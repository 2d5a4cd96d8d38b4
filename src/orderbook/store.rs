//! Shared order book store
//!
//! The single point of shared mutable state. Every mutation and every copy
//! happens under one mutex, so no reader sees bids, asks and bootstrap id
//! from different moments. Callers never get the raw maps, only copies.

use parking_lot::Mutex;
use rust_decimal::Decimal;

use super::{BookCopy, DeltaUpdate, OrderBook, PriceLevel, Side};

/// Lock-guarded order book replica for one contract
#[derive(Debug)]
pub struct BookStore {
    contract: String,
    book: Mutex<OrderBook>,
}

/// Top-of-book summary used for status logging and metrics
#[derive(Debug, Clone, Copy, PartialEq, Eq)]
pub struct BookSummary {
    pub best_bid: Option<Decimal>,
    pub best_ask: Option<Decimal>,
    pub bid_levels: usize,
    pub ask_levels: usize,
    pub crossed: bool,
}

impl BookStore {
    /// Create an empty, not-yet-bootstrapped store
    pub fn new(contract: &str) -> Self {
        Self {
            contract: contract.to_string(),
            book: Mutex::new(OrderBook::new()),
        }
    }

    pub fn contract(&self) -> &str {
        &self.contract
    }

    /// Apply one delta under the lock
    pub fn apply_delta(&self, delta: &DeltaUpdate) {
        self.book.lock().apply_delta(delta);
    }

    /// Apply every level of an update message in arrival order, bids first,
    /// under a single lock acquisition. Returns the number of deltas applied.
    pub fn apply_update(&self, bids: &[PriceLevel], asks: &[PriceLevel]) -> usize {
        let mut book = self.book.lock();
        for level in bids {
            book.apply_delta(&DeltaUpdate::new(Side::Bid, *level));
        }
        for level in asks {
            book.apply_delta(&DeltaUpdate::new(Side::Ask, *level));
        }
        bids.len() + asks.len()
    }

    /// Atomically replace the whole book
    ///
    /// The new book is built before the lock is taken; only the swap is
    /// serialized. Everything previously stored is discarded.
    pub fn replace(&self, bids: &[PriceLevel], asks: &[PriceLevel], bootstrap_id: i64) {
        let fresh = OrderBook::from_levels(bids, asks, bootstrap_id);
        *self.book.lock() = fresh;
    }

    /// Copy both sides out, or `None` before the first bootstrap
    pub fn snapshot_read(&self) -> Option<BookCopy> {
        self.book.lock().copy()
    }

    pub fn is_ready(&self) -> bool {
        self.book.lock().is_initialized()
    }

    pub fn last_bootstrap_id(&self) -> Option<i64> {
        self.book.lock().last_bootstrap_id()
    }

    pub fn summary(&self) -> BookSummary {
        let book = self.book.lock();
        BookSummary {
            best_bid: book.best_bid(),
            best_ask: book.best_ask(),
            bid_levels: book.depth(Side::Bid),
            ask_levels: book.depth(Side::Ask),
            crossed: book.is_crossed(),
        }
    }
}

#[cfg(test)]
mod tests {
    use super::*;
    use rust_decimal_macros::dec;
    use std::sync::Arc;
    use std::thread;

    fn levels(prices: &[(i64, i64)]) -> Vec<PriceLevel> {
        prices
            .iter()
            .map(|(p, s)| PriceLevel::new(Decimal::from(*p), Decimal::from(*s)))
            .collect()
    }

    #[test]
    fn test_not_ready_before_bootstrap() {
        let store = BookStore::new("BTC_USDT");
        store.apply_delta(&DeltaUpdate {
            side: Side::Bid,
            price: dec!(100),
            size: dec!(1),
        });
        assert!(!store.is_ready());
        assert!(store.snapshot_read().is_none());
    }

    #[test]
    fn test_replace_then_read_returns_exactly_replaced() {
        let store = BookStore::new("BTC_USDT");
        store.replace(&levels(&[(100, 1), (99, 2)]), &levels(&[(101, 3)]), 7);
        store.apply_delta(&DeltaUpdate {
            side: Side::Bid,
            price: dec!(98),
            size: dec!(5),
        });

        let bids = levels(&[(200, 1)]);
        let asks = levels(&[(202, 4), (201, 2)]);
        store.replace(&bids, &asks, 8);

        let copy = store.snapshot_read().unwrap();
        assert_eq!(copy.bids, bids);
        assert_eq!(copy.asks, levels(&[(201, 2), (202, 4)]));
        assert_eq!(copy.last_bootstrap_id, 8);
    }

    #[test]
    fn test_apply_update_counts_and_orders() {
        let store = BookStore::new("BTC_USDT");
        store.replace(&levels(&[(100, 1)]), &levels(&[(101, 1)]), 1);

        // Same price twice in one message: last write wins
        let applied = store.apply_update(
            &levels(&[(99, 2), (99, 0), (98, 3)]),
            &levels(&[(101, 0)]),
        );
        assert_eq!(applied, 4);

        let copy = store.snapshot_read().unwrap();
        assert_eq!(copy.bids, levels(&[(100, 1), (98, 3)]));
        assert!(copy.asks.is_empty());
    }

    #[test]
    fn test_copy_is_independent() {
        let store = BookStore::new("BTC_USDT");
        store.replace(&levels(&[(100, 1)]), &[], 1);
        let copy = store.snapshot_read().unwrap();
        store.apply_delta(&DeltaUpdate {
            side: Side::Bid,
            price: dec!(100),
            size: dec!(0),
        });
        assert_eq!(copy.bids.len(), 1);
        assert!(store.snapshot_read().unwrap().bids.is_empty());
    }

    #[test]
    fn test_concurrent_deltas_keep_sizes_positive() {
        let store = Arc::new(BookStore::new("BTC_USDT"));
        store.replace(&levels(&[(100, 1)]), &levels(&[(101, 1)]), 1);

        let writers: Vec<_> = (0..4)
            .map(|w| {
                let store = Arc::clone(&store);
                thread::spawn(move || {
                    for i in 0..500i64 {
                        let price = Decimal::from(50 + (i % 40));
                        let size = Decimal::from((i + w) % 3);
                        store.apply_update(
                            &[PriceLevel::new(price, size)],
                            &[PriceLevel::new(price + dec!(100), size)],
                        );
                    }
                })
            })
            .collect();

        let reader = {
            let store = Arc::clone(&store);
            thread::spawn(move || {
                for _ in 0..200 {
                    let copy = store.snapshot_read().unwrap();
                    assert!(copy.bids.iter().all(|l| l.size > Decimal::ZERO));
                    assert!(copy.asks.iter().all(|l| l.size > Decimal::ZERO));
                }
            })
        };

        for handle in writers {
            handle.join().unwrap();
        }
        reader.join().unwrap();

        let copy = store.snapshot_read().unwrap();
        assert!(copy.bids.iter().all(|l| l.size > Decimal::ZERO));
        assert!(copy.asks.iter().all(|l| l.size > Decimal::ZERO));
    }

    #[test]
    fn test_replace_wins_over_earlier_concurrent_deltas() {
        let store = Arc::new(BookStore::new("BTC_USDT"));
        store.replace(&[], &[], 1);

        let handles: Vec<_> = (0..4)
            .map(|_| {
                let store = Arc::clone(&store);
                thread::spawn(move || {
                    for i in 0..250i64 {
                        store.apply_delta(&DeltaUpdate {
                            side: Side::Ask,
                            price: Decimal::from(1000 + i),
                            size: dec!(1),
                        });
                    }
                })
            })
            .collect();
        for handle in handles {
            handle.join().unwrap();
        }

        let bids = levels(&[(10, 1)]);
        let asks = levels(&[(11, 1)]);
        store.replace(&bids, &asks, 2);

        let copy = store.snapshot_read().unwrap();
        assert_eq!(copy.bids, bids);
        assert_eq!(copy.asks, asks);
    }

    #[test]
    fn test_summary() {
        let store = BookStore::new("BTC_USDT");
        store.replace(&levels(&[(100, 1), (99, 1)]), &levels(&[(101, 1)]), 1);
        let summary = store.summary();
        assert_eq!(summary.best_bid, Some(dec!(100)));
        assert_eq!(summary.best_ask, Some(dec!(101)));
        assert_eq!(summary.bid_levels, 2);
        assert_eq!(summary.ask_levels, 1);
        assert!(!summary.crossed);
    }
}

Aim of the exercise:
When the entries above are retyped, each line must stay exactly as it is.

Answer space:
repository 2d5a4cd96d8d38b4
filename src/orderbook/store.rs
//! Shared order book store
//!
//! The single point of shared mutable state. Every mutation and every copy
//! happens under one mutex, so no reader sees bids, asks and bootstrap id
//! from different moments. Callers never get the raw maps, only copies.

use parking_lot::Mutex;
use rust_decimal::Decimal;

use super::{BookCopy, DeltaUpdate, OrderBook, PriceLevel, Side};

/// Lock-guarded order book replica for one contract
#[derive(Debug)]
pub struct BookStore {
    contract: String,
    book: Mutex<OrderBook>,
}

/// Top-of-book summary used for status logging and metrics
#[derive(Debug, Clone, Copy, PartialEq, Eq)]
pub struct BookSummary {
    pub best_bid: Option<Decimal>,
    pub best_ask: Option<Decimal>,
    pub bid_levels: usize,
    pub ask_levels: usize,
    pub crossed: bool,
}

impl BookStore {
    /// Create an empty, not-yet-bootstrapped store
    pub fn new(contract: &str) -> Self {
        Self {
            contract: contract.to_string(),
            book: Mutex::new(OrderBook::new()),
        }
    }

    pub fn contract(&self) -> &str {
        &self.contract
    }

    /// Apply one delta under the lock
    pub fn apply_delta(&self, delta: &DeltaUpdate) {
        self.book.lock().apply_delta(delta);
    }

    /// Apply every level of an update message in arrival order, bids first,
    /// under a single lock acquisition. Returns the number of deltas applied.
    pub fn apply_update(&self, bids: &[PriceLevel], asks: &[PriceLevel]) -> usize {
        let mut book = self.book.lock();
        for level in bids {
            book.apply_delta(&DeltaUpdate::new(Side::Bid, *level));
        }
        for level in asks {
            book.apply_delta(&DeltaUpdate::new(Side::Ask, *level));
        }
        bids.len() + asks.len()
    }

    /// Atomically replace the whole book
    ///
    /// The new book is built before the lock is taken; only the swap is
    /// serialized. Everything previously stored is discarded.
    pub fn replace(&self, bids: &[PriceLevel], asks: &[PriceLevel], bootstrap_id: i64) {
        let fresh = OrderBook::from_levels(bids, asks, bootstrap_id);
        *self.book.lock() = fresh;
    }

    /// Copy both sides out, or `None` before the first bootstrap
    pub fn snapshot_read(&self) -> Option<BookCopy> {
        self.book.lock().copy()
    }

    pub fn is_ready(&self) -> bool {
        self.book.lock().is_initialized()
    }

    pub fn last_bootstrap_id(&self) -> Option<i64> {
        self.book.lock().last_bootstrap_id()
    }

    pub fn summary(&self) -> BookSummary {
        let book = self.book.lock();
        BookSummary {
            best_bid: book.best_bid(),
            best_ask: book.best_ask(),
            bid_levels: book.depth(Side::Bid),
            ask_levels: book.depth(Side::Ask),
            crossed: book.is_crossed(),
        }
    }
}

#[cfg(test)]
mod tests {
    use super::*;
    use rust_decimal_macros::dec;
    use std::sync::Arc;
    use std::thread;

    fn levels(prices: &[(i64, i64)]) -> Vec<PriceLevel> {
        prices
            .iter()
            .map(|(p, s)| PriceLevel::new(Decimal::from(*p), Decimal::from(*s)))
            .collect()
    }

    #[test]
    fn test_not_ready_before_bootstrap() {
        let store = BookStore::new("BTC_USDT");
        store.apply_delta(&DeltaUpdate {
            side: Side::Bid,
            price: dec!(100),
            size: dec!(1),
        });
        assert!(!store.is_ready());
        assert!(store.snapshot_read().is_none());
    }

    #[test]
    fn test_replace_then_read_returns_exactly_replaced() {
        let store = BookStore::new("BTC_USDT");
        store.replace(&levels(&[(100, 1), (99, 2)]), &levels(&[(101, 3)]), 7);
        store.apply_delta(&DeltaUpdate {
            side: Side::Bid,
            price: dec!(98),
            size: dec!(5),
        });

        let bids = levels(&[(200, 1)]);
        let asks = levels(&[(202, 4), (201, 2)]);
        store.replace(&bids, &asks, 8);

        let copy = store.snapshot_read().unwrap();
        assert_eq!(copy.bids, bids);
        assert_eq!(copy.asks, levels(&[(201, 2), (202, 4)]));
        assert_eq!(copy.last_bootstrap_id, 8);
    }

    #[test]
    fn test_apply_update_counts_and_orders() {
        let store = BookStore::new("BTC_USDT");
        store.replace(&levels(&[(100, 1)]), &levels(&[(101, 1)]), 1);

        // Same price twice in one message: last write wins
        let applied = store.apply_update(
            &levels(&[(99, 2), (99, 0), (98, 3)]),
            &levels(&[(101, 0)]),
        );
        assert_eq!(applied, 4);

        let copy = store.snapshot_read().unwrap();
        assert_eq!(copy.bids, levels(&[(100, 1), (98, 3)]));
        assert!(copy.asks.is_empty());
    }

    #[test]
    fn test_copy_is_independent() {
        let store = BookStore::new("BTC_USDT");
        store.replace(&levels(&[(100, 1)]), &[], 1);
        let copy = store.snapshot_read().unwrap();
        store.apply_delta(&DeltaUpdate {
            side: Side::Bid,
            price: dec!(100),
            size: dec!(0),
        });
        assert_eq!(copy.bids.len(), 1);
        assert!(store.snapshot_read().unwrap().bids.is_empty());
    }

    #[test]
    fn test_concurrent_deltas_keep_sizes_positive() {
        let store = Arc::new(BookStore::new("BTC_USDT"));
        store.replace(&levels(&[(100, 1)]), &levels(&[(101, 1)]), 1);

        let writers: Vec<_> = (0..4)
            .map(|w| {
                let store = Arc::clone(&store);
                thread::spawn(move || {
                    for i in 0..500i64 {
                        let price = Decimal::from(50 + (i % 40));
                        let size = Decimal::from((i + w) % 3);
                        store.apply_update(
                            &[PriceLevel::new(price, size)],
                            &[PriceLevel::new(price + dec!(100), size)],
                        );
                    }
                })
            })
            .collect();

        let reader = {
            let store = Arc::clone(&store);
            thread::spawn(move || {
                for _ in 0..200 {
                    let copy = store.snapshot_read().unwrap();
                    assert!(copy.bids.iter().all(|l| l.size > Decimal::ZERO));
                    assert!(copy.asks.iter().all(|l| l.size > Decimal::ZERO));
                }
            })
        };

        for handle in writers {
            handle.join().unwrap();
        }
        reader.join().unwrap();

        let copy = store.snapshot_read().unwrap();
        assert!(copy.bids.iter().all(|l| l.size > Decimal::ZERO));
        assert!(copy.asks.iter().all(|l| l.size > Decimal::ZERO));
    }

    #[test]
    fn test_replace_wins_over_earlier_concurrent_deltas() {
        let store = Arc::new(BookStore::new("BTC_USDT"));
        store.replace(&[], &[], 1);

        let handles: Vec<_> = (0..4)
            .map(|_| {
                let store = Arc::clone(&store);
                thread::spawn(move || {
                    for i in 0..250i64 {
                        store.apply_delta(&DeltaUpdate {
                            side: Side::Ask,
                            price: Decimal::from(1000 + i),
                            size: dec!(1),
                        });
                    }
                })
            })
            .collect();
        for handle in handles {
            handle.join().unwrap();
        }

        let bids = levels(&[(10, 1)]);
        let asks = levels(&[(11, 1)]);
        store.replace(&bids, &asks, 2);

        let copy = store.snapshot_read().unwrap();
        assert_eq!(copy.bids, bids);
        assert_eq!(copy.asks, asks);
    }

    #[test]
    fn test_summary() {
        let store = BookStore::new("BTC_USDT");
        store.replace(&levels(&[(100, 1), (99, 1)]), &levels(&[(101, 1)]), 1);
        let summary = store.summary();
        assert_eq!(summary.best_bid, Some(dec!(100)));
        assert_eq!(summary.best_ask, Some(dec!(101)));
        assert_eq!(summary.bid_levels, 2);
        assert_eq!(summary.ask_levels, 1);
        assert!(!summary.crossed);
    }
}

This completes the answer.